All day I've been telling stories to evoke my own pity, and it's working. Partly. The unhealthy part of me, the world-class codependent, is just mesmerized. "Oh," she cries, "you poor darling! Tell me that sad story again—the first 400 times didn't do it justice!" The healthy part of me finds this annoying: "Oh, for God's sake," she says, rolling her eyes. "Could we please stop the drama and get on with our life?"
The healthy part of me is such a heartless bitch.
On the other hand, she's got a point. Compulsively examining my stories never works for me. I keep sinking into sorrow (self-inflicted though it is) until it occurs to me that I will drown unless I can drag myself out. This can be difficult, but after decades of practice, I've created a sort of verbal tree limb I can grab in a pinch: Am I presently learning the truth about my life's work? If this sentence sounds a little vague, that's because it's actually a mnemonic code. Each phrase reminds me of a concept that helps me escape the marsh: being present, learning continuously, seeking truth, and committing my energy to my real life's work. Here's what I mean:
I just met with a client I'll call Kristin, an energetic self-pitier. We were discussing her desire for a promotion when her gaze dropped and her voice took on a timbre both sorrowful and weirdly practiced, as though she were reciting a very depressing Pledge of Allegiance.
"You know," Kristin said, her eyes welling up, "my mother never let me talk back to her, never really listened to me." Her chest began to heave. "My therapist says she may as well have been deaf." She dissolved into tears.
"Oh," I said. "So, are you going to ask for that promotion?"
"She never listened!" Kristin repeated, sobbing, her hand on her neck. "My astrologer says it totally blocked my throat chakra!"
"Kristin," I said, "Look at me, please."
She didn't want to.
I insisted. "How many fingers am I holding up?"
Reluctantly, like a dog dropping a stolen ham, Kristin raised her eyes and looked. "Three," she said. Her tears dried up. She seemed disappointed.
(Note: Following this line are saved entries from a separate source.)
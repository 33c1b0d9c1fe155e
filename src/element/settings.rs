// Copyright (c) 2025 Steve Wagner (ciroque@live.com)
// SPDX-License-Identifier: MIT

//! The two integers a plugin-sample filter is configured with.

use serde::{Deserialize, Serialize};

use crate::config::consts::{
    DEFAULT_EDGE_THRESHOLD, DEFAULT_FILTER_TYPE, FILTER_TYPE_EDGES, FILTER_TYPE_GRAYSCALE,
    MAX_EDGE_THRESHOLD, MIN_EDGE_THRESHOLD,
};
use crate::errors::SettingsError;

/// What the backend does with a frame.
#[derive(Debug, Clone, Copy, PartialEq, Eq)]
pub enum FilterMode {
    Edges,
    Grayscale,
}

/// Configuration state of one filter instance.
///
/// Values only change through [`FilterSettings::set_filter_type`] and
/// [`FilterSettings::set_edge_threshold`], both of which leave the settings
/// untouched on rejection.
#[derive(Debug, Clone, Copy, PartialEq, Eq, Serialize, Deserialize)]
#[serde(rename_all = "camelCase")]
pub struct FilterSettings {
    filter_type: i32,
    edge_threshold: i32,
}

impl Default for FilterSettings {
    fn default() -> Self {
        Self {
            filter_type: DEFAULT_FILTER_TYPE,
            edge_threshold: DEFAULT_EDGE_THRESHOLD,
        }
    }
}

impl FilterSettings {
    pub fn new(filter_type: i32, edge_threshold: i32) -> Result<Self, SettingsError> {
        let mut settings = Self::default();
        settings.set_filter_type(filter_type)?;
        settings.set_edge_threshold(edge_threshold)?;
        Ok(settings)
    }

    pub fn filter_type(&self) -> i32 {
        self.filter_type
    }

    pub fn edge_threshold(&self) -> i32 {
        self.edge_threshold
    }

    pub fn mode(&self) -> FilterMode {
        if self.filter_type == FILTER_TYPE_EDGES {
            FilterMode::Edges
        } else {
            FilterMode::Grayscale
        }
    }

    pub fn set_filter_type(&mut self, value: i32) -> Result<(), SettingsError> {
        check_filter_type(value)?;
        self.filter_type = value;
        Ok(())
    }

    pub fn set_edge_threshold(&mut self, value: i32) -> Result<(), SettingsError> {
        check_edge_threshold(value)?;
        self.edge_threshold = value;
        Ok(())
    }

    /// Re-check values that bypassed the setters, e.g. after deserializing.
    pub fn validate(&self) -> Result<(), SettingsError> {
        check_filter_type(self.filter_type)?;
        check_edge_threshold(self.edge_threshold)
    }
}

pub fn check_filter_type(value: i32) -> Result<(), SettingsError> {
    if !(FILTER_TYPE_EDGES..=FILTER_TYPE_GRAYSCALE).contains(&value) {
        return Err(SettingsError::FilterTypeOutOfRange {
            value,
            min: FILTER_TYPE_EDGES,
            max: FILTER_TYPE_GRAYSCALE,
        });
    }
    Ok(())
}

pub fn check_edge_threshold(value: i32) -> Result<(), SettingsError> {
    if !(MIN_EDGE_THRESHOLD..=MAX_EDGE_THRESHOLD).contains(&value) {
        return Err(SettingsError::EdgeThresholdOutOfRange {
            value,
            min: MIN_EDGE_THRESHOLD,
            max: MAX_EDGE_THRESHOLD,
        });
    }
    Ok(())
}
The story-fondling thing had been going so well.
"Kristin, can you see that your mother isn't here? Can you hear that you are able to speak? You're a full-grown woman, with a functioning larynx, who wants a promotion. Full stop."
I call this anchoring, establishing a simple, physical, factual connection with present reality. Try it for yourself, right now. Look around you. Listen. Touch your hair, the floor, this page. Whatever happened ten years ago, whatever happened ten minutes ago, is not your present concern. Neither is what will happen in another ten years, another ten minutes. This moment is all you have to worry about. Narrowing your attention to this point is your reconnection with solid ground.
We Hear You!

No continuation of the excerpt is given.